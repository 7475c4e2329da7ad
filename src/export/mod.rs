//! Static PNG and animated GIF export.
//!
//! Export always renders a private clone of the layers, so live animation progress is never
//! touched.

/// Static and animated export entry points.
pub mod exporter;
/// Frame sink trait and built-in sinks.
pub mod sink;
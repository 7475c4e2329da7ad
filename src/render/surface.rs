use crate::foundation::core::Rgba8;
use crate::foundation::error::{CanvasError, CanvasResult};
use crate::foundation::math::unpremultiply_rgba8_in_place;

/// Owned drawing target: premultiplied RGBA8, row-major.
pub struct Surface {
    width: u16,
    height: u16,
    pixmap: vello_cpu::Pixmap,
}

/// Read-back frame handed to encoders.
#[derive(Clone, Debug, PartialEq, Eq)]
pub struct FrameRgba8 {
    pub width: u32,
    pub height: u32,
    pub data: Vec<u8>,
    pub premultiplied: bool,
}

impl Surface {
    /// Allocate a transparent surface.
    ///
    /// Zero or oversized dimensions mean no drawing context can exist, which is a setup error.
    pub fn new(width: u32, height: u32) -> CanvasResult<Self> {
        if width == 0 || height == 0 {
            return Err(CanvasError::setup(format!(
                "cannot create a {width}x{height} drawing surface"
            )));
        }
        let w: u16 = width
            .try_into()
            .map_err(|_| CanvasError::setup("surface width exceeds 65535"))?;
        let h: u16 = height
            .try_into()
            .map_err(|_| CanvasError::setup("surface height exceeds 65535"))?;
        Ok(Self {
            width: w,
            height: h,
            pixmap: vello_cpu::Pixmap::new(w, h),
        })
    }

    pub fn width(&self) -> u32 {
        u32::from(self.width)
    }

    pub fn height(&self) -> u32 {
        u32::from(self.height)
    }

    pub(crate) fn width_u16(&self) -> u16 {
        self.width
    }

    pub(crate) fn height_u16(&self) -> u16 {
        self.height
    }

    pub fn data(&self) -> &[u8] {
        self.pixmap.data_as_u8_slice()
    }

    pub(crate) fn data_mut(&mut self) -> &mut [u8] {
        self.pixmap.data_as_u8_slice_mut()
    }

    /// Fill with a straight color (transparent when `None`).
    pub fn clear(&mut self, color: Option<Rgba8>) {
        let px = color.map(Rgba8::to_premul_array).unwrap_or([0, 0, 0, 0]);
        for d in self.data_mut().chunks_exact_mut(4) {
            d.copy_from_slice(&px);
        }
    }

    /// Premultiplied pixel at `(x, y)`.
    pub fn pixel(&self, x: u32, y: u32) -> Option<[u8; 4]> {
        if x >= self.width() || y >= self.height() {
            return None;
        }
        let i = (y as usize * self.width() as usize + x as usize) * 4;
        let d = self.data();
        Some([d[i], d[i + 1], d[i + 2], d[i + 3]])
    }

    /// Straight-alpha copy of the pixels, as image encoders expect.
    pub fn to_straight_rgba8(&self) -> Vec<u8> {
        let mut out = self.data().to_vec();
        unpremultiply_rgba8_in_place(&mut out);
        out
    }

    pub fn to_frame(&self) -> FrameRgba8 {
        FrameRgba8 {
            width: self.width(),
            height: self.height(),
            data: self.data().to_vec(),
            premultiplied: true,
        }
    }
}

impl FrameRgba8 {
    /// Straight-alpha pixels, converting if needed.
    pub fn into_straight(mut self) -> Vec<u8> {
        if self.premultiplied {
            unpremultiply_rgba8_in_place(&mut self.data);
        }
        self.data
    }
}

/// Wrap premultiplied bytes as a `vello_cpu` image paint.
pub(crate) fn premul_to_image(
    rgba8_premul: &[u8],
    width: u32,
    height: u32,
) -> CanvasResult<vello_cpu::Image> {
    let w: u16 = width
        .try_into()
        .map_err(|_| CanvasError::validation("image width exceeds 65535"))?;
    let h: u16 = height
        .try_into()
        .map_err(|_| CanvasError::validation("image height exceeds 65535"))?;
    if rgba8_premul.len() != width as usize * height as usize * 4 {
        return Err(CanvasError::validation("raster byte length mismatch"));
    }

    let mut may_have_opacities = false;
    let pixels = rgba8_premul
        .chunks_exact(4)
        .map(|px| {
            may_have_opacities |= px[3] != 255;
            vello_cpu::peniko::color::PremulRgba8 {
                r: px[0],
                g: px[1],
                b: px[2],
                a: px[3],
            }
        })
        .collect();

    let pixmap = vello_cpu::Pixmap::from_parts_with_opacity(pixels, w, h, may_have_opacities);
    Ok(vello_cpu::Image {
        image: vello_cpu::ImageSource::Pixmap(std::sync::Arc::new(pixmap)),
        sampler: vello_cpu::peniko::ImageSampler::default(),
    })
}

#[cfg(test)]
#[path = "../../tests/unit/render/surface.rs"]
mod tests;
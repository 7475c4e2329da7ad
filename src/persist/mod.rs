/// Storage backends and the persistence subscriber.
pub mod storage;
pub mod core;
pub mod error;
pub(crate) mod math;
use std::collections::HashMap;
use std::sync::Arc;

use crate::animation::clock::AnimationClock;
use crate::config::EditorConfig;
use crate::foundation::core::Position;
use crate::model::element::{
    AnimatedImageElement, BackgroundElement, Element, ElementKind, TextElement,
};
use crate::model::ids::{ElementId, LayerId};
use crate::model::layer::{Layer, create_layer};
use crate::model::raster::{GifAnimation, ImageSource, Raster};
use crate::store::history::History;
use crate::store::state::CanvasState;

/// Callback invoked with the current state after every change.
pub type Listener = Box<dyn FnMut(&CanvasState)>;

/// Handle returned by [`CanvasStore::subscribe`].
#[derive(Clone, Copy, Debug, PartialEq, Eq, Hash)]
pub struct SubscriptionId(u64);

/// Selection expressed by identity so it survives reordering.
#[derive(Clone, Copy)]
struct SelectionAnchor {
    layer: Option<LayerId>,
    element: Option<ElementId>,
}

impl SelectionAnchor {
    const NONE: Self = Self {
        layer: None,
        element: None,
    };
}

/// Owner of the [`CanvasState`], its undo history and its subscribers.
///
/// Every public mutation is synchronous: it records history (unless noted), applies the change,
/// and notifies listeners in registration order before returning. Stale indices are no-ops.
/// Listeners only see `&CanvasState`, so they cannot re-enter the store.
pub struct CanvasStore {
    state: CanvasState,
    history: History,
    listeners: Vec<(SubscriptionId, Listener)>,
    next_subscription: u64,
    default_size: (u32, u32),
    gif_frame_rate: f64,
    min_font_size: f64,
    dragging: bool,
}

> **EXERCISE DETAILS**
With the line containing "pub mod exporter;" as the last one, please set down exactly the lines of the records above from their very first line, and nothing more.

> **WRITTEN ANSWER**
repository 7475c4e2329da7ad
filename src/export/mod.rs
//! Static PNG and animated GIF export.
//!
//! Export always renders a private clone of the layers, so live animation progress is never
//! touched.

/// Static and animated export entry points.
pub mod exporter;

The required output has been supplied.